:: DATA FOR THIS EXERCISE
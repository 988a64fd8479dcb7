//! vcf2maf-lite CLI entry point
//!
//! Lightweight VCF to MAF conversion without variant annotation.

use clap::Parser;
use rayon::prelude::*;
use std::fs;
use std::path::{Path, PathBuf};
use std::time::Instant;
use vcf2maf_lite::convert::{convert_vcf_to_maf, ConvertOptions, FileOutcome};

/// Input extensions recognized during directory scans
const VCF_EXTENSIONS: [&str; 3] = [".vcf", ".vcf.gz", ".vcf.bz2"];

#[derive(Parser)]
#[command(name = "vcf2maf-lite")]
#[command(about = "Lightweight VCF to MAF conversion without variant annotation")]
#[command(version)]
struct Cli {
    /// VCF file or directory of VCF files to convert
    #[arg(short = 'i', long = "input-data")]
    input_data: PathBuf,

    /// Directory for MAF output (defaults to the input directory)
    #[arg(short = 'o', long = "output-directory")]
    output_directory: Option<PathBuf>,

    /// Value for the Center column
    #[arg(short = 'c', long = "center", default_value = "NA")]
    center: String,

    /// Value for the Sequence_Source column (e.g. WGS, WXS)
    #[arg(short = 's', long = "sequence-source", default_value = "NA")]
    sequence_source: String,

    /// Tumor sample id, overrides the VCF header (use with --normal-id)
    #[arg(short = 't', long = "tumor-id")]
    tumor_id: Option<String>,

    /// Normal sample id, overrides the VCF header (use with --tumor-id)
    #[arg(short = 'n', long = "normal-id")]
    normal_id: Option<String>,

    /// Comma-separated INFO keys to copy into output columns
    #[arg(short = 'a', long = "retain-info", value_delimiter = ',')]
    retain_info: Vec<String>,

    /// Comma-separated FORMAT subfields to copy into t_/n_ columns
    #[arg(short = 'f', long = "retain-format", value_delimiter = ',')]
    retain_format: Vec<String>,
}

fn has_vcf_extension(path: &Path) -> bool {
    path.file_name()
        .and_then(|name| name.to_str())
        .is_some_and(|name| VCF_EXTENSIONS.iter().any(|ext| name.ends_with(ext)))
}

/// Collect input files from a single path or a directory scan
fn discover_inputs(input: &Path) -> anyhow::Result<Vec<PathBuf>> {
    if input.is_dir() {
        let mut files: Vec<PathBuf> = fs::read_dir(input)?
            .filter_map(|entry| entry.ok().map(|e| e.path()))
            .filter(|path| path.is_file() && has_vcf_extension(path))
            .collect();
        files.sort();
        if files.is_empty() {
            anyhow::bail!("No VCF files found in {:?}", input);
        }
        Ok(files)
    } else if input.is_file() {
        Ok(vec![input.to_path_buf()])
    } else {
        anyhow::bail!("Input path {:?} does not exist", input)
    }
}

/// Derive the output MAF path from the input file name
fn maf_output_path(input: &Path, output_dir: &Path) -> PathBuf {
    let name = input
        .file_name()
        .and_then(|n| n.to_str())
        .unwrap_or("output");
    let stem = VCF_EXTENSIONS
        .iter()
        .find_map(|ext| name.strip_suffix(ext))
        .unwrap_or_else(|| input.file_stem().and_then(|s| s.to_str()).unwrap_or(name));
    output_dir.join(format!("{stem}.maf"))
}

fn main() -> anyhow::Result<()> {
    env_logger::init();
    let cli = Cli::parse();
    let start = Instant::now();

    let inputs = discover_inputs(&cli.input_data)?;
    let output_dir = match cli.output_directory {
        Some(dir) => dir,
        None if cli.input_data.is_dir() => cli.input_data.clone(),
        None => cli
            .input_data
            .parent()
            .filter(|p| !p.as_os_str().is_empty())
            .map_or_else(|| PathBuf::from("."), Path::to_path_buf),
    };
    fs::create_dir_all(&output_dir)?;

    let options = ConvertOptions {
        center: cli.center,
        sequence_source: cli.sequence_source,
        tumor_id: cli.tumor_id,
        normal_id: cli.normal_id,
        retain_info: cli.retain_info,
        retain_format: cli.retain_format,
    };

    eprintln!("Converting {} file(s) -> {:?}", inputs.len(), output_dir);

    let outcomes: Vec<_> = inputs
        .par_iter()
        .map(|input| {
            let output = maf_output_path(input, &output_dir);
            let result = convert_vcf_to_maf(input, &output, &options);
            match &result {
                Ok(FileOutcome::Converted { rows }) => {
                    log::info!("Converted {:?} -> {:?} ({} rows)", input, output, rows);
                }
                Ok(FileOutcome::Skipped(_)) => {}
                Err(e) => log::error!("Failed to convert {:?}: {}", input, e),
            }
            result
        })
        .collect();

    let mut converted = 0usize;
    let mut skipped = 0usize;
    let mut failed = 0usize;
    let mut total_rows = 0usize;
    for outcome in &outcomes {
        match outcome {
            Ok(FileOutcome::Converted { rows }) => {
                converted += 1;
                total_rows += rows;
            }
            Ok(FileOutcome::Skipped(_)) => skipped += 1,
            Err(_) => failed += 1,
        }
    }

    eprintln!("\n=== Conversion Statistics ===");
    eprintln!("Total files:     {}", inputs.len());
    eprintln!("Converted:       {}", converted);
    eprintln!("Skipped:         {}", skipped);
    eprintln!("Failed:          {}", failed);
    eprintln!("Rows written:    {}", total_rows);
    eprintln!("Time elapsed:    {:.2}s", start.elapsed().as_secs_f64());

    if converted == 0 {
        anyhow::bail!("No input files were converted");
    }

    Ok(())
}
//! `MThd` chunk.

use crate::error::{Error, Result};

pub const MTHD: [u8; 4] = *b"MThd";
pub const MTRK: [u8; 4] = *b"MTrk";

/// Size of the `MThd` body.
pub const HEADER_LENGTH: u32 = 6;

/// Chunk signature + length + body.
pub const HEADER_CHUNK_SIZE: usize = 14;

/// Largest metrical division (the high bit selects SMPTE timing).
pub const MAX_DIVISION: u16 = 0x7FFF;

#[derive(Debug, Clone, Copy, PartialEq, Eq)]
pub enum Format {
    /// One track holding all channels.
    SingleTrack,
    /// Several tracks played simultaneously.
    Parallel,
}

impl Format {
    fn from_u16(value: u16) -> Result<Self> {
        match value {
            0 => Ok(Format::SingleTrack),
            1 => Ok(Format::Parallel),
            other => Err(Error::UnsupportedFormat(other)),
        }
    }

    pub fn as_u16(self) -> u16 {
        match self {
            Format::SingleTrack => 0,
            Format::Parallel => 1,
        }
    }
}

#[derive(Debug, Clone, Copy, PartialEq, Eq)]
pub struct Header {
    pub format: Format,
    pub ntrks: u16,
    /// Ticks per quarter note.
    pub division: u16,
}

impl Header {
    pub fn new(format: Format, ntrks: u16, division: u16) -> Result<Self> {
        let header = Self {
            format,
            ntrks,
            division,
        };
        header.check_division()?;
        Ok(header)
    }

    fn check_division(&self) -> Result<()> {
        if self.division & 0x8000 != 0 {
            return Err(Error::UnsupportedTiming(self.division));
        }
        if self.division == 0 {
            return Err(Error::ZeroDivision);
        }
        Ok(())
    }

    /// Parse the first [`HEADER_CHUNK_SIZE`] bytes of a file.
    pub fn parse(bytes: &[u8]) -> Result<Self> {
        if bytes.len() < HEADER_CHUNK_SIZE {
            return Err(Error::Truncated {
                context: "MThd chunk",
                offset: bytes.len(),
            });
        }
        let signature = [bytes[0], bytes[1], bytes[2], bytes[3]];
        if signature != MTHD {
            return Err(Error::BadSignature {
                expected: "MThd",
                found: signature,
            });
        }
        let length = u32::from_be_bytes([bytes[4], bytes[5], bytes[6], bytes[7]]);
        if length != HEADER_LENGTH {
            return Err(Error::BadHeaderLength(length));
        }
        let format = Format::from_u16(u16::from_be_bytes([bytes[8], bytes[9]]))?;
        let header = Self {
            format,
            ntrks: u16::from_be_bytes([bytes[10], bytes[11]]),
            division: u16::from_be_bytes([bytes[12], bytes[13]]),
        };
        header.check_division()?;
        Ok(header)
    }

    pub fn write(&self, out: &mut Vec<u8>) {
        out.extend_from_slice(&MTHD);
        out.extend_from_slice(&HEADER_LENGTH.to_be_bytes());
        out.extend_from_slice(&self.format.as_u16().to_be_bytes());
        out.extend_from_slice(&self.ntrks.to_be_bytes());
        out.extend_from_slice(&self.division.to_be_bytes());
    }
}

/// Signature-only check for file-type discovery. Does not validate the rest.
#[inline]
pub fn is_valid_header(bytes: &[u8]) -> bool {
    bytes.len() >= 4 && bytes[..4] == MTHD
}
::::
■ EXERCISE PROMPT ■
Every line holding the string "bool" should be copied here, so please find those lines in the data.

■ RESULT OF THIS EXERCISE ■
fn has_vcf_extension(path: &Path) -> bool {
pub fn is_valid_header(bytes: &[u8]) -> bool {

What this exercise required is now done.